Il libro ha circa 250 pagine. Ogni capitolo ha comportato studi, e ricerche: per la prima stesura, direi circa due ore a pagina. Poi, le varie revisioni. Un’altra ora per pagina, a occhio. Siamo a circa tre ore a pagina: totale, 750. Un conto approssimato per difetto, visto che per quel testo, dedicato alle biblioteche, sono anche andato a esaminarne molte di persona, anche all’estero. Per carità, visite piacevolissime, ma ciascuna ha richiesto ore dedicate e trasferte (pagate da me, e non calcolate). Non è tutto. Un libro comporta una certa dose di promozione: interviste, presentazioni, eccetera. Attività oltremodo piacevoli; sono molto grato a chi mi ha invitato a destra e a manca (un nome per tutti: le Donne in corriera, splendide lettrici baresi, cortesia d’altri tempi). Essere invitati a parlare del proprio libro, accolti e riveriti, si può desiderare di più? No; eppure anche queste trasferte richiedono tempo. Una quindicina di presentazioni fuori dalla mia regione: altre 150 ore? Il totale sale a 900. Tiro le somme: 2.800 euro per quasi 1.000 ore di impegno; più o meno 3 euro lordi all’ora. Una cifra che, se offerta a un giovane stagiaire al primissimo impiego, viene giustamente considerata inadeguata, quando non offensiva. A volte, in questi frangenti, un autore ha gestito male i suoi diritti. Non nel mio caso. Ho, infatti, un ottimo agente che mi segue, e da sempre tratta le condizioni migliori. Né all’editore si può rimproverare nulla: in questa fase sta tagliando ovunque. Un solo esempio: all’ultimo Salone del Libro ha chiesto ai dipendenti di fare faticose trasferte quotidiane in treno per limare i costi degli alberghi. E gli altri componenti della catena distributiva, librerie in testa, non vivono certo momenti migliori. No, purtroppo la morale di questa piccola vicenda personale è un’altra.
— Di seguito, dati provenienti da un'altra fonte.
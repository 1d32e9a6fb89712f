//! Shared infrastructure for the boundaryline HTTP API.
//!
//! This crate provides the HTTP glue around `boundaryline-lib`:
//!
//! - [`AppState`]: pre-loaded catalog and geometry store for handlers
//! - [`ProblemDetails`]: RFC 9457 Problem Details for error responses
//! - [`ThrottleGate`]: per-client request throttling for anonymous access
//! - [`ResponseCache`]: read-through cache for serialized responses
//! - [`pagination`]: list metadata with next/previous links
//! - [`logging`] / [`metrics`] / [`middleware`]: observability setup
//! - [`health`]: liveness and readiness probes
//!
//! The service follows a thin-handler pattern: all query semantics live in
//! `boundaryline-lib`, and this crate only parses, dispatches and shapes
//! HTTP traffic.
//!
//! # Testing Support
//!
//! The [`test_utils`] module provides an in-memory fixture catalog and state
//! for handler testing. Enable the `test-utils` feature to use it from
//! dependent crates.

#![deny(warnings)]

mod cache;
mod health;
pub mod logging;
pub mod metrics;
pub mod middleware;
pub mod pagination;
mod problem;
mod state;
pub mod throttle;

#[cfg(any(test, feature = "test-utils"))]
pub mod test_utils;

pub use cache::{CachedResponse, ResponseCache, DEFAULT_CACHE_TTL};
pub use health::{health_live, health_ready, HealthStatus};
pub use logging::{init_logging, LogFormat, LoggingConfig};
pub use metrics::{
    init_metrics, metrics_handler, record_boundaries_matched, record_boundary_query,
    record_cache_lookup, record_request_throttled, MetricsConfig, MetricsError,
};
pub use middleware::{extract_or_generate_request_id, RequestId, RequestLayer};
pub use pagination::{build_meta, PageMeta, PageParams};
pub use problem::{
    from_lib_error, ProblemDetails, PROBLEM_INTERNAL_ERROR, PROBLEM_INVALID_FILTER,
    PROBLEM_NOT_FOUND, PROBLEM_RATE_LIMITED, PROBLEM_SPATIAL_UNAVAILABLE,
};
pub use state::{AppState, AppStateError, ServiceConfig, SpatialBackend};
pub use throttle::{client_identity, throttle_requests, Decision, ThrottleGate};
//! Application state and configuration for the HTTP service.
//!
//! [`AppState`] bundles the loaded catalog, the geometry store, the throttle
//! gate and the response cache behind one cheaply-cloneable handle for axum's
//! `State` extractor. Everything except the throttle counters and cache is
//! immutable after load.

use std::path::Path;
use std::sync::Arc;
use std::time::Duration;

use boundaryline_lib::{Catalog, Error as LibError, GeometryStore, SpatialStore, UnsupportedStore};

use crate::cache::{ResponseCache, DEFAULT_CACHE_TTL};
use crate::throttle::{ThrottleGate, DEFAULT_THROTTLE_LIMIT, DEFAULT_THROTTLE_WINDOW};

/// Which geometry store backs spatial filters.
///
/// Chosen at configuration time; there is no runtime fallback between the
/// two.
#[derive(Debug, Clone, Copy, PartialEq, Eq, Default)]
pub enum SpatialBackend {
    /// In-memory spatial store built from the catalog at startup.
    #[default]
    Native,
    /// No spatial backend; spatial filters fail with a 503-class error.
    Unsupported,
}

/// Service configuration, read from the environment at startup.
#[derive(Debug, Clone)]
pub struct ServiceConfig {
    /// Root for fully-qualified URLs in responses (`next`/`previous` links,
    /// redirect targets). Explicit configuration, not ambient state.
    pub site_root: String,
    /// Default page size for list endpoints.
    pub default_limit: usize,
    /// Largest page size a client may request.
    pub max_limit: usize,
    /// Requests admitted per anonymous identity per throttle window.
    pub throttle_limit: u32,
    /// Throttle window length.
    pub throttle_window: Duration,
    /// Response cache entry lifetime. Zero disables caching.
    pub cache_ttl: Duration,
    /// Geometry store implementation to build at startup.
    pub spatial_backend: SpatialBackend,
}

impl Default for ServiceConfig {
    fn default() -> Self {
        Self {
            site_root: "http://localhost:8080".to_string(),
            default_limit: 20,
            max_limit: 1000,
            throttle_limit: DEFAULT_THROTTLE_LIMIT,
            throttle_window: DEFAULT_THROTTLE_WINDOW,
            cache_ttl: DEFAULT_CACHE_TTL,
            spatial_backend: SpatialBackend::Native,
        }
    }
}

impl ServiceConfig {
    /// Create configuration from environment variables.
    ///
    /// - `BOUNDARYLINE_SITE_ROOT`: URL root for response links
    /// - `BOUNDARYLINE_DEFAULT_LIMIT` / `BOUNDARYLINE_MAX_LIMIT`: page sizes
    /// - `BOUNDARYLINE_THROTTLE_LIMIT` / `BOUNDARYLINE_THROTTLE_WINDOW_SECS`
    /// - `BOUNDARYLINE_CACHE_TTL_SECS`: 0 disables the response cache
    /// - `BOUNDARYLINE_SPATIAL_BACKEND`: `native` (default) or `off`
    pub fn from_env() -> Self {
        let defaults = Self::default();

        let site_root = std::env::var("BOUNDARYLINE_SITE_ROOT")
            .map(|root| root.trim_end_matches('/').to_string())
            .unwrap_or(defaults.site_root);

        let default_limit = env_parse("BOUNDARYLINE_DEFAULT_LIMIT", defaults.default_limit);
        let max_limit = env_parse("BOUNDARYLINE_MAX_LIMIT", defaults.max_limit);
        let throttle_limit = env_parse("BOUNDARYLINE_THROTTLE_LIMIT", defaults.throttle_limit);
        let throttle_window = Duration::from_secs(env_parse(
            "BOUNDARYLINE_THROTTLE_WINDOW_SECS",
            defaults.throttle_window.as_secs(),
        ));
        let cache_ttl = Duration::from_secs(env_parse(
            "BOUNDARYLINE_CACHE_TTL_SECS",
            defaults.cache_ttl.as_secs(),
        ));

        let spatial_backend = match std::env::var("BOUNDARYLINE_SPATIAL_BACKEND").as_deref() {
            Ok("off") => SpatialBackend::Unsupported,
            _ => SpatialBackend::Native,
        };

        Self {
            site_root,
            default_limit,
            max_limit,
            throttle_limit,
            throttle_window,
            cache_ttl,
            spatial_backend,
        }
    }
}

fn env_parse<T: std::str::FromStr>(name: &str, default: T) -> T {
    std::env::var(name)
        .ok()
        .and_then(|v| v.parse().ok())
        .unwrap_or(default)
}

/// Error during application state initialization.
#[derive(Debug)]
pub enum AppStateError {
    /// Failed to load the boundary catalog.
    CatalogLoad(LibError),

    /// Dataset file not found.
    DatasetNotFound(String),
}

impl std::fmt::Display for AppStateError {
    fn fmt(&self, f: &mut std::fmt::Formatter<'_>) -> std::fmt::Result {
        match self {
            Self::CatalogLoad(e) => write!(f, "failed to load catalog: {}", e),
            Self::DatasetNotFound(path) => write!(f, "dataset not found: {}", path),
        }
    }
}

impl std::error::Error for AppStateError {
    fn source(&self) -> Option<&(dyn std::error::Error + 'static)> {
        match self {
            Self::CatalogLoad(e) => Some(e),
            Self::DatasetNotFound(_) => None,
        }
    }
}

impl From<LibError> for AppStateError {
    fn from(err: LibError) -> Self {
        Self::CatalogLoad(err)
    }
}

/// Shared application state for all axum handlers.
///
/// Cheaply cloneable (`Arc` internally); share via axum's `State` extractor.
#[derive(Clone)]
pub struct AppState {
    inner: Arc<AppStateInner>,
}

struct AppStateInner {
    catalog: Catalog,
    store: Arc<dyn GeometryStore>,
    config: ServiceConfig,
    throttle: ThrottleGate,
    cache: ResponseCache,
}

impl AppState {
    /// Load application state from a dataset file.
    ///
    /// Loads the catalog and builds the configured geometry store from it.
    pub fn load(db_path: impl AsRef<Path>, config: ServiceConfig) -> Result<Self, AppStateError> {
        let db_path = db_path.as_ref();

        if !db_path.exists() {
            return Err(AppStateError::DatasetNotFound(
                db_path.display().to_string(),
            ));
        }

        tracing::info!(path = %db_path.display(), "loading boundary catalog");
        let catalog = Catalog::load(db_path)?;
        tracing::info!(
            sets = catalog.sets().len(),
            boundaries = catalog.boundaries().len(),
            "catalog loaded successfully"
        );

        let store: Arc<dyn GeometryStore> = match config.spatial_backend {
            SpatialBackend::Native => {
                let store = SpatialStore::build(&catalog);
                tracing::info!(indexed = store.len(), "spatial store built");
                Arc::new(store)
            }
            SpatialBackend::Unsupported => {
                tracing::warn!("spatial backend disabled; spatial filters will be rejected");
                Arc::new(UnsupportedStore)
            }
        };

        Ok(Self::from_components(catalog, store, config))
    }

    /// Create application state from pre-loaded components.
    ///
    /// This is useful for testing or embedding.
    pub fn from_components(
        catalog: Catalog,
        store: Arc<dyn GeometryStore>,
        config: ServiceConfig,
    ) -> Self {
        let throttle = ThrottleGate::new(config.throttle_limit, config.throttle_window);
        let cache = ResponseCache::new(config.cache_ttl);
        Self {
            inner: Arc::new(AppStateInner {
                catalog,
                store,
                config,
                throttle,
                cache,
            }),
        }
    }

    /// Access the loaded catalog.
    pub fn catalog(&self) -> &Catalog {
        &self.inner.catalog
    }

    /// Access the geometry store.
    pub fn store(&self) -> &dyn GeometryStore {
        self.inner.store.as_ref()
    }

    /// Access the service configuration.
    pub fn config(&self) -> &ServiceConfig {
        &self.inner.config
    }

    /// Access the throttle gate.
    pub fn throttle(&self) -> &ThrottleGate {
        &self.inner.throttle
    }

    /// Access the response cache.
    pub fn cache(&self) -> &ResponseCache {
        &self.inner.cache
    }
}

impl std::fmt::Debug for AppState {
    fn fmt(&self, f: &mut std::fmt::Formatter<'_>) -> std::fmt::Result {
        f.debug_struct("AppState")
            .field("sets", &self.inner.catalog.sets().len())
            .field("boundaries", &self.inner.catalog.boundaries().len())
            .finish()
    }
}
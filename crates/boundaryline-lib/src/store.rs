//! Spatial predicate evaluation over stored boundary geometry.
//!
//! [`GeometryStore`] is the interface the query translator consumes:
//! point-in-polygon, within-distance, and intersection predicates plus
//! full-shape retrieval by id. [`SpatialStore`] answers them in memory with
//! a bounding-box prefilter and an exact refine step; [`UnsupportedStore`]
//! is the configuration-time stub for deployments without a spatial backend.
//!
//! All predicate results come back in catalog order, so downstream
//! pagination stays stable across requests.

use std::collections::HashMap;

use geo::{Contains, Intersects};
use geo_types::{MultiPolygon, Point};
use tracing::info;

use crate::catalog::Catalog;
use crate::error::{Error, Result};
use crate::geometry::{min_distance_to_bbox, min_distance_to_multi_polygon, BBox};
use crate::model::BoundaryId;

/// Spatial predicates over a boundary collection.
///
/// Inputs are EPSG:4269 lon/lat; callers reproject before querying.
/// Distances are meters.
pub trait GeometryStore: Send + Sync {
    /// Boundaries whose full shape contains the point.
    fn find_containing(&self, point: Point<f64>) -> Result<Vec<BoundaryId>>;

    /// Boundaries whose full shape lies within `meters` of the point.
    fn find_within_distance(&self, point: Point<f64>, meters: f64) -> Result<Vec<BoundaryId>>;

    /// Boundaries whose full shape intersects the given geometry.
    fn find_intersecting(&self, shape: &MultiPolygon<f64>) -> Result<Vec<BoundaryId>>;

    /// Retrieve a boundary's full shape by id.
    fn full_shape(&self, id: BoundaryId) -> Option<&MultiPolygon<f64>>;
}

struct StoreEntry {
    id: BoundaryId,
    shape: MultiPolygon<f64>,
    bbox: Option<BBox>,
}

/// In-memory spatial-native [`GeometryStore`].
///
/// Holds each boundary's full shape plus its bounding box; predicates run a
/// bbox prefilter and then refine with exact geometry tests.
pub struct SpatialStore {
    entries: Vec<StoreEntry>,
    id_to_index: HashMap<BoundaryId, usize>,
}

impl SpatialStore {
    /// Build a store from a loaded catalog, preserving catalog order.
    pub fn build(catalog: &Catalog) -> Self {
        let mut entries = Vec::with_capacity(catalog.boundaries().len());
        let mut id_to_index = HashMap::with_capacity(catalog.boundaries().len());

        for boundary in catalog.boundaries() {
            let bbox = BBox::from_multi_polygon(&boundary.shape);
            id_to_index.insert(boundary.id, entries.len());
            entries.push(StoreEntry {
                id: boundary.id,
                shape: boundary.shape.clone(),
                bbox,
            });
        }

        info!(indexed = entries.len(), "built spatial store");

        Self {
            entries,
            id_to_index,
        }
    }

    /// Number of indexed boundaries.
    pub fn len(&self) -> usize {
        self.entries.len()
    }

    /// Returns true if the store is empty.
    pub fn is_empty(&self) -> bool {
        self.entries.is_empty()
    }
}

impl GeometryStore for SpatialStore {
    fn find_containing(&self, point: Point<f64>) -> Result<Vec<BoundaryId>> {
        let (lng, lat) = (point.x(), point.y());
        Ok(self
            .entries
            .iter()
            .filter(|entry| {
                entry
                    .bbox
                    .is_some_and(|bbox| bbox.contains_point(lat, lng))
                    && entry.shape.contains(&point)
            })
            .map(|entry| entry.id)
            .collect())
    }

    fn find_within_distance(&self, point: Point<f64>, meters: f64) -> Result<Vec<BoundaryId>> {
        if meters < 0.0 {
            return Ok(Vec::new());
        }

        let (lng, lat) = (point.x(), point.y());
        Ok(self
            .entries
            .iter()
            .filter(|entry| {
                // Bbox distance is a lower bound, so this never drops a
                // boundary that the exact test would keep.
                let Some(bbox) = entry.bbox else {
                    return false;
                };
                if min_distance_to_bbox(lat, lng, &bbox) > meters {
                    return false;
                }
                min_distance_to_multi_polygon(lat, lng, &entry.shape) <= meters
            })
            .map(|entry| entry.id)
            .collect())
    }

    fn find_intersecting(&self, shape: &MultiPolygon<f64>) -> Result<Vec<BoundaryId>> {
        let query_bbox = BBox::from_multi_polygon(shape);
        Ok(self
            .entries
            .iter()
            .filter(|entry| {
                let bbox_hit = match (entry.bbox, query_bbox) {
                    (Some(a), Some(b)) => a.intersects(&b),
                    _ => false,
                };
                bbox_hit && entry.shape.intersects(shape)
            })
            .map(|entry| entry.id)
            .collect())
    }

    fn full_shape(&self, id: BoundaryId) -> Option<&MultiPolygon<f64>> {
        self.id_to_index.get(&id).map(|&i| &self.entries[i].shape)
    }
}

/// Stub [`GeometryStore`] for deployments without a spatial backend.
///
/// Keyed lookups still work through the catalog; every spatial predicate
/// fails with [`Error::SpatialBackendUnavailable`].
#[derive(Debug, Default)]
pub struct UnsupportedStore;

impl GeometryStore for UnsupportedStore {
    fn find_containing(&self, _point: Point<f64>) -> Result<Vec<BoundaryId>> {
        Err(Error::SpatialBackendUnavailable)
    }

    fn find_within_distance(&self, _point: Point<f64>, _meters: f64) -> Result<Vec<BoundaryId>> {
        Err(Error::SpatialBackendUnavailable)
    }

    fn find_intersecting(&self, _shape: &MultiPolygon<f64>) -> Result<Vec<BoundaryId>> {
        Err(Error::SpatialBackendUnavailable)
    }

    fn full_shape(&self, _id: BoundaryId) -> Option<&MultiPolygon<f64>> {
        None
    }
}
//! Request throttling for anonymous clients.
//!
//! [`ThrottleGate`] keeps a fixed-window counter per client identity. The
//! counter map is the only mutable state the gate owns and sits behind one
//! mutex, so increments are atomic per key: two concurrent requests can
//! never undercount a client into a permanent lockout. A request that slips
//! through while another holds the lock at the window edge may over-admit
//! by one, which is acceptable.
//!
//! Rejections are always surfaced to the caller as a rate-limit problem
//! response with retry guidance, never silently dropped.

use std::collections::HashMap;
use std::net::SocketAddr;
use std::sync::Mutex;
use std::time::{Duration, Instant};

use axum::extract::{Request, State};
use axum::http::HeaderMap;
use axum::middleware::Next;
use axum::response::{IntoResponse, Response};
use tracing::warn;

use crate::middleware::extract_or_generate_request_id;
use crate::problem::ProblemDetails;
use crate::state::AppState;

/// Default requests admitted per identity per window.
pub const DEFAULT_THROTTLE_LIMIT: u32 = 100;

/// Default window length.
pub const DEFAULT_THROTTLE_WINDOW: Duration = Duration::from_secs(3600);

/// Counter entries beyond this trigger a prune of expired windows.
const PRUNE_THRESHOLD: usize = 4096;

/// Outcome of a throttle check.
#[derive(Debug, Clone, Copy, PartialEq, Eq)]
pub enum Decision {
    /// Request admitted.
    Allowed,
    /// Request rejected; the client may retry after this long.
    Throttled { retry_after: Duration },
}

struct Window {
    started: Instant,
    count: u32,
}

/// Fixed-window request counter keyed by anonymous client identity.
pub struct ThrottleGate {
    limit: u32,
    window: Duration,
    counters: Mutex<HashMap<String, Window>>,
}

impl ThrottleGate {
    pub fn new(limit: u32, window: Duration) -> Self {
        Self {
            limit,
            window,
            counters: Mutex::new(HashMap::new()),
        }
    }

    /// Check whether a request from `identity` is admitted right now.
    pub fn admit(&self, identity: &str) -> Decision {
        self.admit_at(identity, Instant::now())
    }

    fn admit_at(&self, identity: &str, now: Instant) -> Decision {
        let mut counters = self
            .counters
            .lock()
            .unwrap_or_else(|poisoned| poisoned.into_inner());

        if counters.len() > PRUNE_THRESHOLD {
            let window = self.window;
            counters.retain(|_, w| now.duration_since(w.started) < window);
        }

        let entry = counters.entry(identity.to_string()).or_insert(Window {
            started: now,
            count: 0,
        });

        if now.duration_since(entry.started) >= self.window {
            entry.started = now;
            entry.count = 0;
        }

        if entry.count >= self.limit {
            let elapsed = now.duration_since(entry.started);
            Decision::Throttled {
                retry_after: self.window.saturating_sub(elapsed),
            }
        } else {
            entry.count += 1;
            Decision::Allowed
        }
    }
}

impl std::fmt::Debug for ThrottleGate {
    fn fmt(&self, f: &mut std::fmt::Formatter<'_>) -> std::fmt::Result {
        f.debug_struct("ThrottleGate")
            .field("limit", &self.limit)
            .field("window", &self.window)
            .finish()
    }
}

/// Derive the anonymous client identity for a request.
///
/// Prefers the first hop of `X-Forwarded-For` (set by the fronting proxy),
/// then the peer socket address, then a shared fallback bucket.
pub fn client_identity(headers: &HeaderMap, extensions: &http::Extensions) -> String {
    if let Some(forwarded) = headers.get("x-forwarded-for") {
        if let Ok(value) = forwarded.to_str() {
            if let Some(first) = value.split(',').next() {
                let first = first.trim();
                if !first.is_empty() {
                    return first.to_string();
                }
            }
        }
    }

    if let Some(addr) = extensions.get::<axum::extract::ConnectInfo<SocketAddr>>() {
        return addr.0.ip().to_string();
    }

    "anonymous".to_string()
}

/// Axum middleware applying the throttle gate to API routes.
pub async fn throttle_requests(
    State(state): State<AppState>,
    request: Request,
    next: Next,
) -> Response {
    let identity = client_identity(request.headers(), request.extensions());

    match state.throttle().admit(&identity) {
        Decision::Allowed => next.run(request).await,
        Decision::Throttled { retry_after } => {
            let request_id = extract_or_generate_request_id(request.headers());
            warn!(
                request_id = %request_id,
                identity = %identity,
                "request throttled"
            );
            crate::metrics::record_request_throttled();
            ProblemDetails::rate_limited(retry_after.as_secs(), request_id.as_str())
                .into_response()
        }
    }
}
Oggi il lavoro della scrittura, se non è premiato da un successo di mercato che arride a pochissimi, non vale praticamente più niente. In un mondo che misura gli altri soprattutto in base al reddito, questo non valere nulla contribuisce ad abbassare la già bassa considerazione di cui oggi gode la categoria. Sarà per questo che, quando vado a un convegno con la qualifica di "scrittore" mi domandano sempre: «Basta così? Non vuoi aggiungere altro?». No, non voglio. Ma vorrei tanto che uno scrittore, anche uno di piccolo mercato, potesse vivere soltanto del suo lavoro. Questione di dignità, se queste parola disusata ha ancora un senso.